Pathological aggregates of α-synuclein are a hallmark of a group of neurodegenerative disorders collectively termed synucleinopathies. The physiological function of α-synuclein, and the detrimental effects of the pathological variants of α-synuclein have been widely debated, but recent evidence has suggested an emerging consensus on a critical role for α-synuclein in regulating synaptic function. However, a controversial role for α-synuclein in nuclear function in both normal and pathogenic states has been proposed, and the degree to which α-synuclein localizes within the nucleus and subsequent impact on the nucleus are poorly understood. To begin to address this controversy, we employed synucleinopathy murine and cell culture models, as well as postmortem human Lewy Body Dementia tissue to elucidate the extent to which pathological α-synuclein localizes within the nuclear compartments, and the downstream consequences of this localization.

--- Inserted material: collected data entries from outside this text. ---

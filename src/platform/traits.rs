use crate::command::PointerButton;
use crate::geometry::{Point, Region};

/// OS-facing collaborators of the navigator. Calls are synchronous and
/// assumed to succeed; implementations log their own failures.
pub trait Desktop: Send {
    /// Monitor rectangles in virtual-screen coordinates, in OS order.
    fn monitor_rects(&self) -> Vec<Region>;
    /// Bounding rectangle of all monitors.
    fn virtual_screen(&self) -> Region;
    fn cursor_position(&self) -> Point;
    fn move_pointer(&mut self, to: Point);
    /// Press and release `button` at the current pointer position.
    fn click(&mut self, button: PointerButton);
}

We observed pathological aggregation of α-synuclein within the nucleus in both murine models and human postmortem Lewy Body Dementia cortex via quantitative super resolution microscopy. In both mouse and human brain tissue the presence of α-synuclein in the nucleus correlated with abnormal morphology of nuclei. This pathological accumulation of α-synuclein in the nucleus was not observed in control mice, human tissue without pathology, or control cells. We subsequently examined the mechanistic consequences of pathological accumulation of α-synuclein in the nucleus. Synucleinopathy models displayed increased levels of the DNA damage marker 53BP1. Furthermore, cells with pathological α-synuclein exhibited elevated markers of nuclear envelope damage and abnormal expression of nuclear envelope repair markers. Our cell culture data also suggests altered RNA localization in response to pathological α-synuclein accumulation within the nucleus. Lastly, we show that nuclear Lewy-like pathology leads to increased sensitivity to nuclear targeted toxins. Taken together, these results rigorously illustrate nuclear localization of pathological α-synuclein with super resolution methodology and provide novel insight into the ensuing impact on nuclear integrity and function.